UK companies still lag behind their international competitors in research and development spending, according to the latest figures from the Department of Trade and Industry. And there are signs that the gap may widen further.

The DTI's annual R&D scoreboard shows that the top 700 UK businesses spent only 2.2 per cent of sales on research in 2002, compared with 4.3 per cent for the top 700 international companies and 5.2 per cent for firms in the US.

The government is consulting on a revised definition of R&D to make tax credits more straightforward for businesses. Tax breaks were introduced two years ago with the intention of encouraging UK firms to spend more on R&D.

British firms invested £16 billion in R&D last year. But the scoreboard revealed this figure was largely dependent on the pharmaceutical and biotechnology industry, which provided 40 per cent of the country's total research spend.

Other sectors displayed a much poorer performance in terms of R&D. The second largest investor was the aerospace and defence sector, but this contributed only 9 per cent of the UK total.

The Association of the British Pharmaceutical Industry said it was pleased the sector's "enormous investment" in research had been recognised.

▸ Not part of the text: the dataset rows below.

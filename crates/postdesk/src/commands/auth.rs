//! Login, logout and whoami.

use dialoguer::Input;
use secrecy::SecretString;

use postdesk_config::ConfigError;
use postdesk_core::{CoreError, Credentials, Dashboard, TokenStore, UserIdentity};

use crate::cli::{GlobalOpts, LoginArgs};
use crate::config;
use crate::error::CliError;
use crate::output;

use super::util::{self, prompt_err};

fn detail(user: &UserIdentity) -> String {
    let mut lines = vec![
        format!("ID:       {}", user.id),
        format!("Username: {}", user.username),
        format!("Email:    {}", user.email),
        format!(
            "Role:     {}",
            if user.is_staff == Some(true) { "admin" } else { "user" }
        ),
    ];
    if let Some(bio) = user.bio.as_deref().filter(|b| !b.is_empty()) {
        lines.push(format!("Bio:      {bio}"));
    }
    if let Some(joined) = user.date_joined {
        lines.push(format!("Joined:   {}", joined.format("%Y-%m-%d")));
    }
    lines.join("\n")
}

/// Email from the flag or profile, else prompt. Password from env,
/// keyring or profile, else prompt.
fn gather_credentials(args: LoginArgs, global: &GlobalOpts) -> Result<(String, Credentials), CliError> {
    let cfg = config::load_config_or_default();
    let (profile_name, profile) = config::select_profile(global, &cfg)?;

    let email = match args.email.or_else(|| profile.email.clone()) {
        Some(email) => email,
        None => Input::new()
            .with_prompt("Email")
            .interact_text()
            .map_err(prompt_err)?,
    };

    let password = match postdesk_config::resolve_password(&profile, &profile_name) {
        Ok(secret) => secret,
        Err(ConfigError::NoCredentials { .. }) => {
            SecretString::from(rpassword::prompt_password("Password: ").map_err(prompt_err)?)
        }
        Err(e) => return Err(e.into()),
    };

    Ok((profile_name, Credentials::new(email, password)))
}

/// Shown after a login whose tokens only live in memory.
fn persistence_warning(tokens: &dyn TokenStore) -> Option<&'static str> {
    tokens.persist_failed().then_some(
        "⚠ Tokens could not be saved to the system keyring; \
         later commands will need to log in again",
    )
}

pub async fn login(dashboard: &Dashboard, args: LoginArgs, global: &GlobalOpts) -> Result<(), CliError> {
    let (profile_name, credentials) = gather_credentials(args, global)?;

    let user = dashboard
        .auth()
        .login(&credentials)
        .await
        .map_err(|e| match e {
            CoreError::InvalidCredentials => CliError::AuthFailed {
                profile: profile_name.clone(),
            },
            other => other.into(),
        })?;

    if !global.quiet {
        eprintln!("✓ Logged in as {} ({})", user.username, user.email);
    }
    if let Some(warning) = persistence_warning(dashboard.session().tokens().as_ref()) {
        eprintln!("{warning}");
    }
    Ok(())
}

pub fn logout(dashboard: &Dashboard, global: &GlobalOpts) -> Result<(), CliError> {
    let was_logged_in = dashboard.session().is_authenticated();
    dashboard.logout();
    if !global.quiet {
        if was_logged_in {
            eprintln!("✓ Logged out");
        } else {
            eprintln!("Not logged in");
        }
    }
    Ok(())
}

/// Fetch the identity fresh and store it in the session.
pub async fn whoami(dashboard: &Dashboard, global: &GlobalOpts) -> Result<(), CliError> {
    util::require_login(dashboard)?;

    let user = dashboard
        .client()
        .current_user()
        .await
        .map_err(CoreError::from)?;
    dashboard.session().set_user(Some(user.clone()));

    let out = output::render_single(&global.output, &user, detail, |u| u.email.clone())?;
    output::print_output(&out, global.quiet);
    Ok(())
}

#[cfg(test)]
#[allow(clippy::unwrap_used)]
mod tests {
    use super::*;

    #[test]
    fn detail_shows_role_and_skips_empty_bio() {
        let user = UserIdentity {
            id: 1,
            email: "a@b.com".into(),
            username: "alice".into(),
            is_staff: Some(true),
            bio: Some(String::new()),
            date_joined: None,
        };
        let text = detail(&user);
        assert!(text.contains("Role:     admin"));
        assert!(!text.contains("Bio:"));
    }

    /// Keeps tokens in memory and reports every write as lost.
    struct VolatileTokens(postdesk_core::MemoryTokenStore);

    impl TokenStore for VolatileTokens {
        fn get(&self, slot: postdesk_core::TokenSlot) -> Option<SecretString> {
            self.0.get(slot)
        }
        fn set(&self, slot: postdesk_core::TokenSlot, value: SecretString) {
            self.0.set(slot, value);
        }
        fn remove(&self, slot: postdesk_core::TokenSlot) {
            self.0.remove(slot);
        }
        fn persist_failed(&self) -> bool {
            true
        }
    }

    #[test]
    fn login_warns_only_when_tokens_were_not_persisted() {
        assert!(persistence_warning(&postdesk_core::MemoryTokenStore::new()).is_none());

        let warning = persistence_warning(&VolatileTokens(postdesk_core::MemoryTokenStore::new()));
        assert!(warning.unwrap().contains("keyring"));
    }
}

But it warned increased bureaucracy was impeding R&D in the sector.

The number of clinical trials required before the launch of a new drug in the UK has risen substantially over the past five years, pushing up the average development time to about 13 years.

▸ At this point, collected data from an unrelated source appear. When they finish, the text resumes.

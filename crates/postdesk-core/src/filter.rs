// ── Post filter store ──
//
// Search text and publication-status filter for the post list. Each
// field has its own `watch` channel so a subscriber only wakes when the
// field it reads actually changes.

use std::sync::{Arc, Mutex, PoisonError};

use serde::{Deserialize, Serialize};
use strum::{Display, EnumString};
use tokio::sync::watch;
use tokio_stream::wrappers::WatchStream;
use tracing::debug;

use postdesk_api::PostListItem;

use crate::error::CoreError;

/// Publication-status filter.
#[derive(
    Debug, Clone, Copy, Default, PartialEq, Eq, Hash, Serialize, Deserialize, Display, EnumString,
)]
#[serde(rename_all = "lowercase")]
#[strum(serialize_all = "lowercase")]
pub enum StatusFilter {
    #[default]
    All,
    Published,
    Draft,
}

/// Point-in-time copy of the filter fields.
#[derive(Debug, Clone, Default, PartialEq, Eq)]
pub struct FilterState {
    pub search_query: String,
    pub status_filter: StatusFilter,
}

/// A resolved predicate over post list rows.
#[derive(Debug, Clone, Default, PartialEq, Eq)]
pub struct PostFilter {
    needle: String,
    status: StatusFilter,
}

impl PostFilter {
    pub fn new(search_query: &str, status: StatusFilter) -> Self {
        Self {
            needle: search_query.to_lowercase(),
            status,
        }
    }

    /// Title contains the query (case-insensitive) and the status matches.
    pub fn matches(&self, post: &PostListItem) -> bool {
        let title_ok = self.needle.is_empty() || post.title.to_lowercase().contains(&self.needle);
        let status_ok = match self.status {
            StatusFilter::All => true,
            StatusFilter::Published => post.is_published,
            StatusFilter::Draft => !post.is_published,
        };
        title_ok && status_ok
    }

    /// Keep the matching rows, preserving order.
    pub fn apply<'a>(&self, posts: &'a [PostListItem]) -> Vec<&'a PostListItem> {
        posts.iter().filter(|p| self.matches(p)).collect()
    }
}

impl From<&FilterState> for PostFilter {
    fn from(state: &FilterState) -> Self {
        Self::new(&state.search_query, state.status_filter)
    }
}

/// Observable filter state for one dashboard post list.
#[derive(Debug)]
pub struct PostFilterStore {
    search_query: watch::Sender<String>,
    status_filter: watch::Sender<StatusFilter>,
}

impl Default for PostFilterStore {
    fn default() -> Self {
        Self::new()
    }
}

impl PostFilterStore {
    pub fn new() -> Self {
        let (search_query, _) = watch::channel(String::new());
        let (status_filter, _) = watch::channel(StatusFilter::default());
        Self {
            search_query,
            status_filter,
        }
    }

    // ── Mutations ────────────────────────────────────────────────────

    /// Setting the current value again notifies nobody.
    pub fn set_search_query(&self, query: impl Into<String>) {
        let query = query.into();
        self.search_query.send_if_modified(|current| {
            if *current == query {
                return false;
            }
            *current = query;
            true
        });
    }

    pub fn set_status_filter(&self, status: StatusFilter) {
        self.status_filter.send_if_modified(|current| {
            if *current == status {
                return false;
            }
            *current = status;
            true
        });
    }

    /// Back to an empty query and `all`.
    pub fn reset(&self) {
        debug!("resetting post filters");
        self.set_search_query(String::new());
        self.set_status_filter(StatusFilter::All);
    }

    // ── Reads ────────────────────────────────────────────────────────

    pub fn search_query(&self) -> String {
        self.search_query.borrow().clone()
    }

    pub fn status_filter(&self) -> StatusFilter {
        *self.status_filter.borrow()
    }

    pub fn snapshot(&self) -> FilterState {
        FilterState {
            search_query: self.search_query(),
            status_filter: self.status_filter(),
        }
    }

    pub fn filter(&self) -> PostFilter {
        PostFilter::from(&self.snapshot())
    }

    // ── Subscriptions ────────────────────────────────────────────────

    pub fn subscribe_search_query(&self) -> watch::Receiver<String> {
        self.search_query.subscribe()
    }

    pub fn subscribe_status_filter(&self) -> watch::Receiver<StatusFilter> {
        self.status_filter.subscribe()
    }

    /// Stream of search query values, starting with the current one.
    pub fn search_query_stream(&self) -> WatchStream<String> {
        WatchStream::new(self.search_query.subscribe())
    }

    pub fn status_filter_stream(&self) -> WatchStream<StatusFilter> {
        WatchStream::new(self.status_filter.subscribe())
    }
}

/// Provider for a `PostFilterStore`.
///
/// The store exists only while the scope is active. Every `activate()`
/// within one activation hands back the same instance.
#[derive(Debug, Default)]
pub struct FilterScope {
    store: Mutex<Option<Arc<PostFilterStore>>>,
}

impl FilterScope {
    pub fn new() -> Self {
        Self::default()
    }

    /// Create the store on first call, reuse it afterwards.
    pub fn activate(&self) -> Arc<PostFilterStore> {
        let mut slot = self.store.lock().unwrap_or_else(PoisonError::into_inner);
        Arc::clone(slot.get_or_insert_with(|| {
            debug!("filter scope activated");
            Arc::new(PostFilterStore::new())
        }))
    }

    /// Drop the store. The next `activate()` starts from defaults.
    pub fn deactivate(&self) {
        let mut slot = self.store.lock().unwrap_or_else(PoisonError::into_inner);
        if slot.take().is_some() {
            debug!("filter scope deactivated");
        }
    }

    pub fn is_active(&self) -> bool {
        self.store
            .lock()
            .unwrap_or_else(PoisonError::into_inner)
            .is_some()
    }

    /// The active store, or `FilterScopeInactive` outside a scope.
    pub fn store(&self) -> Result<Arc<PostFilterStore>, CoreError> {
        self.store
            .lock()
            .unwrap_or_else(PoisonError::into_inner)
            .clone()
            .ok_or(CoreError::FilterScopeInactive)
    }
}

Gill Samuels, senior director of science policy at Pfizer, the third largest UK investor in pharmaceutical research, told The THES : "In applied science we tend to focus on the risk of the product rather than the benefits. That's a big downside. Inappropriate application of the precautionary principle can destroy innovation."

She said that while a large company such as Pfizer could cope with a high level of bureaucracy, it represented a huge burden on resources for small start-up firms.

Sir Tom McKillop, chief executive of AstraZeneca, the second largest R&D investing firm in the UK with a budget of £1.9 billion, suggested the UK could fall further behind in relative R&D spending.

He said European companies were locating ever less research in the European Union, and investment in the US could grow faster than in the UK. "In the case of AstraZeneca, while we continue to increase our investment in R&D in both the UK and Europe in absolute terms, we are investing at an even faster rate in the US."

Sir Tom attributed this to the size of the US market, but also to its receptiveness to new medicines.

The US tops the scoreboard in four of the five biggest research areas - IT hardware, pharmaceuticals and biotechnology, software and IT services, and health.

The scoreboard showed rapid growth in UK investment in IT software and computer services research. But the UK still does not appear in the list of the top 25 companies internationally in this sector.